PRIMA PAGINA

Il giornalista attacca Ibrahimovic: “Se resta a metà tra dentro e fuori continuerà a creare problemi”

Il giornalista ha commentato il ruolo di Zlatan Ibrahimovic nel nuovo assetto del Milan, soffermandosi su quella che considera una delle questioni ancora poco chiare all’interno della struttura societaria rossonera.

Intervenuto a QSVS su TeleLombardia, il giornalista ha espresso dubbi sulla posizione dello svedese e sul peso che continua ad avere nelle dinamiche decisionali del club.

LEGGI ANCHE – Almstadt al centro del nuovo corso: tornano virali le parole di Boban

“Ibrahimovic è diventato il principale bersaglio”

Secondo Franco Ordine, la situazione attorno all’ex attaccante rossonero starebbe diventando sempre più delicata.

“Il punto vero rimane lo stesso.

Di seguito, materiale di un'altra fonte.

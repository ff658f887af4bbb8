//! Dedup store: the record of remote items that already landed on disk.
//!
//! Backed by a single `downloaded_items` table. A row is written only after an
//! item's bytes were fully saved, so anything missing from the table is picked
//! up again by the next run.
//!
//! # Example
//!
//! ```ignore
//! use media_backup::{Database, DownloadedItems};
//!
//! let store = DownloadedItems::new(Database::new_in_memory().await?);
//! if !store.exists("AKx9").await? {
//!     // ... download ...
//!     store.record("AKx9").await?;
//! }
//! ```

mod error;

pub use error::{StorageError, StorageErrorKind};

use tracing::{debug, instrument};

use crate::db::Database;

/// Handle to the `downloaded_items` table.
///
/// Cheap to clone; clones share the underlying connection pool, so download
/// workers running concurrently rely on SQLite's own locking rather than any
/// lock held here.
#[derive(Debug, Clone)]
pub struct DownloadedItems {
    db: Database,
}

impl DownloadedItems {
    /// Wraps an open database.
    #[must_use]
    pub fn new(db: Database) -> Self {
        Self { db }
    }

    /// Returns whether `id` was already downloaded.
    ///
    /// # Errors
    ///
    /// Returns [`StorageError`] if the query fails.
    #[instrument(level = "debug", skip(self))]
    pub async fn exists(&self, id: &str) -> Result<bool, StorageError> {
        let row: Option<(i64,)> = sqlx::query_as("SELECT 1 FROM downloaded_items WHERE id = ?")
            .bind(id)
            .fetch_optional(self.db.pool())
            .await?;
        Ok(row.is_some())
    }

    /// Marks `id` as downloaded. Recording an id twice is a no-op.
    ///
    /// # Errors
    ///
    /// Returns [`StorageError`] if the insert fails.
    #[instrument(level = "debug", skip(self))]
    pub async fn record(&self, id: &str) -> Result<(), StorageError> {
        let result = sqlx::query("INSERT OR IGNORE INTO downloaded_items (id) VALUES (?)")
            .bind(id)
            .execute(self.db.pool())
            .await?;
        if result.rows_affected() == 0 {
            debug!(item_id = id, "item already recorded");
        }
        Ok(())
    }

    /// Number of recorded items.
    ///
    /// # Errors
    ///
    /// Returns [`StorageError`] if the query fails.
    #[instrument(level = "debug", skip(self))]
    pub async fn count(&self) -> Result<u64, StorageError> {
        let (count,): (i64,) = sqlx::query_as("SELECT COUNT(*) FROM downloaded_items")
            .fetch_one(self.db.pool())
            .await?;
        Ok(u64::try_from(count).unwrap_or(0))
    }

    /// Underlying database handle.
    #[must_use]
    pub fn database(&self) -> &Database {
        &self.db
    }
}
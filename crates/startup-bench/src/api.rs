//! HTTP trigger, health checks and Prometheus metrics

use crate::config::BenchConfig;
use anyhow::Context;
use axum::{
    extract::State,
    http::StatusCode,
    response::IntoResponse,
    routing::{get, post},
    Json, Router,
};
use prometheus::{Encoder, TextEncoder};
use serde::{Deserialize, Serialize};
use startup_lib::{
    format_duration,
    health::{components, ComponentStatus, HealthRegistry},
    ErrorKind, MeasureError, Measurer, StartupMetrics,
};
use std::sync::atomic::{AtomicU64, Ordering};
use std::sync::Arc;
use std::time::Duration;
use tokio::net::TcpListener;
use tokio_util::sync::CancellationToken;
use tracing::{error, info};

/// Shared application state
#[derive(Clone)]
pub struct AppState {
    pub measurer: Arc<Measurer>,
    pub config: Arc<BenchConfig>,
    pub health_registry: HealthRegistry,
    pub metrics: StartupMetrics,
    /// Fires on shutdown and aborts in-flight runs
    pub shutdown: CancellationToken,
}

impl AppState {
    pub fn new(measurer: Measurer, config: BenchConfig, health_registry: HealthRegistry) -> Self {
        Self {
            measurer: Arc::new(measurer),
            config: Arc::new(config),
            health_registry,
            metrics: StartupMetrics::new(),
            shutdown: CancellationToken::new(),
        }
    }
}

/// Body of a `/measure` response
///
/// `startup_time` is always present and empty on failure.
#[derive(Debug, Clone, Serialize, Deserialize)]
pub struct MeasureResponse {
    pub startup_time: String,
    #[serde(skip_serializing_if = "Option::is_none")]
    pub error: Option<String>,
}

impl MeasureResponse {
    pub fn success(startup_time: Duration) -> Self {
        Self {
            startup_time: format_duration(startup_time),
            error: None,
        }
    }

    pub fn failure(error: &MeasureError) -> Self {
        Self {
            startup_time: String::new(),
            error: Some(error.to_string()),
        }
    }
}

/// Per-process sequence appended to run tokens
static RUN_SEQ: AtomicU64 = AtomicU64::new(0);

/// Hex millisecond timestamp plus a sequence number, used to name per-run
/// workloads; distinct even for requests within the same millisecond
fn run_token() -> String {
    let seq = RUN_SEQ.fetch_add(1, Ordering::Relaxed) & 0xffff;
    format!("{:x}{:04x}", chrono::Utc::now().timestamp_millis(), seq)
}

/// Run one measurement and report its startup time
async fn measure(State(state): State<Arc<AppState>>) -> impl IntoResponse {
    let spec = state.config.workload_spec(&run_token());

    match state
        .measurer
        .run_measurement_with_cancel(&spec, &state.shutdown)
        .await
    {
        Ok(report) => {
            state.health_registry.set_healthy(components::CLUSTER_API).await;
            state.health_registry.set_healthy(components::MEASUREMENT).await;
            (
                StatusCode::OK,
                Json(MeasureResponse::success(report.startup_time)),
            )
        }
        Err(e) => {
            error!(workload = %spec.name, error = %e, "Measurement failed");
            record_failure(&state.health_registry, &e).await;
            (
                StatusCode::INTERNAL_SERVER_ERROR,
                Json(MeasureResponse::failure(&e)),
            )
        }
    }
}

async fn record_failure(registry: &HealthRegistry, error: &MeasureError) {
    // Credentials or RBAC broken: no run can succeed until that is fixed
    if error.is_access_denied() {
        registry
            .set_unhealthy(components::CLUSTER_API, error.to_string())
            .await;
        return;
    }

    match error.kind() {
        ErrorKind::ControlPlane => {
            registry
                .set_degraded(components::CLUSTER_API, error.to_string())
                .await
        }
        ErrorKind::Discovery | ErrorKind::Deadline | ErrorKind::Internal => {
            registry
                .set_degraded(components::MEASUREMENT, error.to_string())
                .await
        }
        ErrorKind::Cancelled => {}
    }
}

/// Health check response - returns 200 if healthy, 503 if unhealthy
async fn healthz(State(state): State<Arc<AppState>>) -> impl IntoResponse {
    let health = state.health_registry.health().await;

    let status_code = match health.status {
        ComponentStatus::Healthy => StatusCode::OK,
        ComponentStatus::Degraded => StatusCode::OK, // Still able to measure
        ComponentStatus::Unhealthy => StatusCode::SERVICE_UNAVAILABLE,
    };

    (status_code, Json(health))
}

/// Readiness check response - returns 200 if ready, 503 if not ready
async fn readyz(State(state): State<Arc<AppState>>) -> impl IntoResponse {
    let readiness = state.health_registry.readiness().await;

    let status_code = if readiness.ready {
        StatusCode::OK
    } else {
        StatusCode::SERVICE_UNAVAILABLE
    };

    (status_code, Json(readiness))
}

/// Prometheus metrics endpoint
async fn metrics() -> impl IntoResponse {
    let encoder = TextEncoder::new();
    let metric_families = prometheus::gather();
    let mut buffer = Vec::new();

    if let Err(e) = encoder.encode(&metric_families, &mut buffer) {
        error!(error = %e, "Failed to encode metrics");
        return (
            StatusCode::INTERNAL_SERVER_ERROR,
            [("content-type", "text/plain; charset=utf-8")],
            Vec::new(),
        );
    }

    (
        StatusCode::OK,
        [("content-type", "text/plain; charset=utf-8")],
        buffer,
    )
}

/// Create the API router
pub fn create_router(state: Arc<AppState>) -> Router {
    Router::new()
        .route("/measure", post(measure))
        .route("/healthz", get(healthz))
        .route("/readyz", get(readyz))
        .route("/metrics", get(metrics))
        .with_state(state)
}

/// Bind the API listener on all interfaces
pub async fn bind(port: u16) -> anyhow::Result<TcpListener> {
    let addr = format!("0.0.0.0:{}", port);
    let listener = TcpListener::bind(&addr)
        .await
        .with_context(|| format!("failed to bind API listener on {}", addr))?;
    info!(addr = %addr, "API listener bound");
    Ok(listener)
}

/// Serve the API on a bound listener; returns once `state.shutdown` fires
pub async fn serve(listener: TcpListener, state: Arc<AppState>) -> anyhow::Result<()> {
    let shutdown = state.shutdown.clone();
    let app = create_router(state);

    info!(addr = ?listener.local_addr().ok(), "Starting API server");

    axum::serve(listener, app)
        .with_graceful_shutdown(async move { shutdown.cancelled().await })
        .await?;

    Ok(())
}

Se Ibrahimovic continua a stare un po’ fuori e un po’ dentro, non si risolve la situazione”.

Il giornalista ha poi sottolineato come la percezione dei tifosi sia cambiata negli ultimi mesi.

“Ibra non si rende conto che è diventato il principale bersaglio delle critiche dei tifosi, addirittura scavalcando Cardinale”.

Le critiche sul suo atteggiamento

Ordine ha anche analizzato il modo in cui Ibrahimovic comunica e si espone pubblicamente.

“Ha un’autoconsiderazione di sé stesso che lo sottopone a critiche da opinionista, perché parla di altri calciatori facendo il paragone con sé stesso”.

Una riflessione che riguarda non solo la comunicazione, ma anche il ruolo ricoperto all’interno della società.

Il nodo resta il suo ruolo nel Milan

Per il giornalista esiste ancora un punto poco definito nell’organigramma rossonero.

“Nella catena del Milan ci sono due caselle fondamentali: Cardinale e Amorim”.

Successivamente Ordine ha evidenziato quello che considera il vero interrogativo.

“Il punto non chiaro è il ruolo di Ibrahimovic, che è un consulente che può esprimere giudizi”.

Da qui la conclusione più netta:

“Se sta mezzo dentro e mezzo fuori continuerà a fare danni”.

Il nuovo assetto rossonero

Nel frattempo prende forma la nuova struttura decisionale del Milan. A guidare il processo strategico sarà infatti un comitato composto da Gerry Cardinale, Ruben Amorim, Almstadt, Gardiner, Calvelli e Castelblanco.

Il gruppo continuerà inoltre ad avvalersi della consulenza esterna di Zlatan Ibrahimovic nel ruolo di Senior Advisor.

Come riportato dal Corriere dello Sport, lo svedese manterrà formalmente un ruolo consultivo. Tuttavia, quanto accaduto nell’ultimo periodo conferma come la sua influenza nelle decisioni di Cardinale continui a essere considerata significativa.

Proprio per questo motivo, al di là delle definizioni ufficiali, Ibrahimovic sembra destinato a mantenere comunque un peso rilevante nelle dinamiche del nuovo Milan.